** WHAT TO PRODUCE **
Once the line containing "pub fn from_raw(raw: u32)" is found in the entries below, reproduce it and every line after it, stopping at and including the line containing "impl Default for"; reproduce nothing else, and keep each line exact.

[Collected data]
━━━━━━
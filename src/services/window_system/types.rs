use crate::events::WindowId;
use bitflags::bitflags;
use std::fmt;

bitflags! {
    /// Подмножество _NET_WM_STATE, важное для панели
    #[derive(Debug, Clone, Copy, PartialEq, Eq, Hash, Default)]
    pub struct NetState: u32 {
        const HIDDEN = 1 << 0;
        const SKIP_TASKBAR = 1 << 1;
        const SKIP_PAGER = 1 << 2;
        const SHADED = 1 << 3;
        const DEMANDS_ATTENTION = 1 << 4;
    }
}

bitflags! {
    /// _NET_WM_WINDOW_TYPE
    #[derive(Debug, Clone, Copy, PartialEq, Eq, Hash, Default)]
    pub struct WindowTypes: u32 {
        const DESKTOP = 1 << 0;
        const DOCK = 1 << 1;
        const TOOLBAR = 1 << 2;
        const MENU = 1 << 3;
        const UTILITY = 1 << 4;
        const SPLASH = 1 << 5;
        const DIALOG = 1 << 6;
        const NORMAL = 1 << 7;
    }
}

/// Номер рабочего стола или «все столы» (липкое окно)
#[derive(Debug, Clone, Copy, PartialEq, Eq, Hash)]
pub enum Desktop {
    Index(u32),
    All,
}

impl Desktop {
    /// Значение _NET_WM_DESKTOP для «всех столов»
    pub const ALL_RAW: u32 = 0xFFFF_FFFF;

    pub fn from_raw(raw: u32) -> Self {
        if raw == Self::ALL_RAW {
            Desktop::All
        } else {
            Desktop::Index(raw)
        }
    }

    pub fn to_raw(self) -> u32 {
        match self {
            Desktop::Index(index) => index,
            Desktop::All => Self::ALL_RAW,
        }
    }
}

impl Default for Desktop {
    fn default() -> Self {
        Desktop::All
    }
}

impl fmt::Display for Desktop {
    fn fmt(&self, f: &mut fmt::Formatter<'_>) -> fmt::Result {
        match self {
            Desktop::Index(index) => write!(f, "{}", index),
            Desktop::All => write!(f, "all"),
        }
    }
}

/// Разобранный WM_HINTS (ICCCM 4.1.2.4)
#[derive(Debug, Clone, Copy, PartialEq, Eq, Default)]
pub struct WmHints {
    pub urgent: bool,
    pub icon_pixmap: Option<u32>,
    pub icon_mask: Option<u32>,
}

impl WmHints {
    const ICON_PIXMAP_HINT: u32 = 1 << 2;
    const ICON_MASK_HINT: u32 = 1 << 5;
    const URGENCY_HINT: u32 = 1 << 8;

    /// Разбор сырого значения свойства; `None`, если данных слишком мало
    pub fn from_raw(words: &[u32]) -> Option<Self> {
        let flags = *words.first()?;
        let word = |index: usize, flag: u32| {
            if flags & flag != 0 {
                words.get(index).copied().filter(|&id| id != 0)
            } else {
                None
            }
        };

        Some(Self {
            urgent: flags & Self::URGENCY_HINT != 0,
            icon_pixmap: word(3, Self::ICON_PIXMAP_HINT),
            icon_mask: word(7, Self::ICON_MASK_HINT),
        })
    }
}

/// Пиксели, прочитанные из drawable
///
/// Для глубины 1 значения 0 или 1, иначе 0x00RRGGBB.
#[derive(Debug, Clone, PartialEq, Eq)]
pub struct RawImage {
    pub width: u32,
    pub height: u32,
    pub depth: u8,
    pub pixels: Vec<u32>,
}

impl RawImage {
    pub fn pixel(&self, x: u32, y: u32) -> u32 {
        self.pixels[(y * self.width + x) as usize]
    }

    pub fn is_consistent(&self) -> bool {
        self.width > 0
            && self.height > 0
            && self.pixels.len() == (self.width as usize) * (self.height as usize)
    }
}

/// Переключаемое через _NET_WM_STATE состояние
#[derive(Debug, Clone, Copy, PartialEq, Eq, Hash)]
pub enum StateToggle {
    Shaded,
}

/// Исходящие запросы к оконному менеджеру
#[derive(Debug, Clone, Copy, PartialEq, Eq)]
pub enum Request {
    /// _NET_ACTIVE_WINDOW с индикацией источника «панель»
    Activate(WindowId),
    /// Без поддержки _NET_ACTIVE_WINDOW: map + raise + фокус напрямую
    RaiseLegacy(WindowId),
    Iconify(WindowId),
    SwitchDesktop(u32),
    ToggleState(WindowId, StateToggle),
    Close(WindowId),
    MoveToDesktop(WindowId, Desktop),
}

#[derive(Debug, Clone, Copy, PartialEq, Eq, Hash)]
pub enum Capability {
    ActiveWindow,
}

/// Подписка на изменения свойств окна; отписывается при уничтожении
pub struct Subscription {
    window: WindowId,
    release: Option<Box<dyn FnOnce(WindowId)>>,
}

impl Subscription {
    pub fn new(window: WindowId, release: impl FnOnce(WindowId) + 'static) -> Self {
        Self {
            window,
            release: Some(Box::new(release)),
        }
    }

    #[cfg(test)]
    pub fn window(&self) -> WindowId {
        self.window
    }
}

impl fmt::Debug for Subscription {
    fn fmt(&self, f: &mut fmt::Formatter<'_>) -> fmt::Result {
        f.debug_struct("Subscription")
            .field("window", &self.window)
            .finish()
    }
}

impl Drop for Subscription {
    fn drop(&mut self) {
        if let Some(release) = self.release.take() {
            release(self.window);
        }
    }
}

#[cfg(test)]
mod tests {
    use super::*;
    use std::cell::Cell;
    use std::rc::Rc;

    #[test]
    fn test_desktop_raw_roundtrip_sentinel() {
        assert_eq!(Desktop::from_raw(0xFFFF_FFFF), Desktop::All);
        assert_eq!(Desktop::from_raw(3), Desktop::Index(3));
        assert_eq!(Desktop::All.to_raw(), 0xFFFF_FFFF);
        assert_eq!(Desktop::default(), Desktop::All);
    }

    #[test]
    fn test_wm_hints_parsing() {
        // flags: IconPixmapHint | IconMaskHint | UrgencyHint
        let mut words = [0u32; 9];
        words[0] = (1 << 2) | (1 << 5) | (1 << 8);
        words[3] = 0x400001;
        words[7] = 0x400002;

        let hints = WmHints::from_raw(&words).unwrap();
        assert!(hints.urgent);
        assert_eq!(hints.icon_pixmap, Some(0x400001));
        assert_eq!(hints.icon_mask, Some(0x400002));
    }

    #[test]
    fn test_wm_hints_ignores_unflagged_fields() {
        let mut words = [0u32; 9];
        words[3] = 0x400001;
        words[7] = 0x400002;

        let hints = WmHints::from_raw(&words).unwrap();
        assert!(!hints.urgent);
        assert_eq!(hints.icon_pixmap, None);
        assert_eq!(hints.icon_mask, None);
    }

    #[test]
    fn test_wm_hints_short_property() {
        assert_eq!(WmHints::from_raw(&[]), None);

        // Флаг маски есть, а самого слова нет
        let hints = WmHints::from_raw(&[1 << 5, 0, 0, 0]).unwrap();
        assert_eq!(hints.icon_mask, None);
    }

    #[test]
    fn test_subscription_releases_once_on_drop() {
        let released = Rc::new(Cell::new(0));
        let counter = released.clone();
        let subscription = Subscription::new(WindowId(5), move |window| {
            assert_eq!(window, WindowId(5));
            counter.set(counter.get() + 1);
        });
        assert_eq!(subscription.window(), WindowId(5));
        drop(subscription);
        assert_eq!(released.get(), 1);
    }
}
━━━━━━
** WRITTEN SOLUTION **
    pub fn from_raw(raw: u32) -> Self {
        if raw == Self::ALL_RAW {
            Desktop::All
        } else {
            Desktop::Index(raw)
        }
    }

    pub fn to_raw(self) -> u32 {
        match self {
            Desktop::Index(index) => index,
            Desktop::All => Self::ALL_RAW,
        }
    }
}

impl Default for Desktop {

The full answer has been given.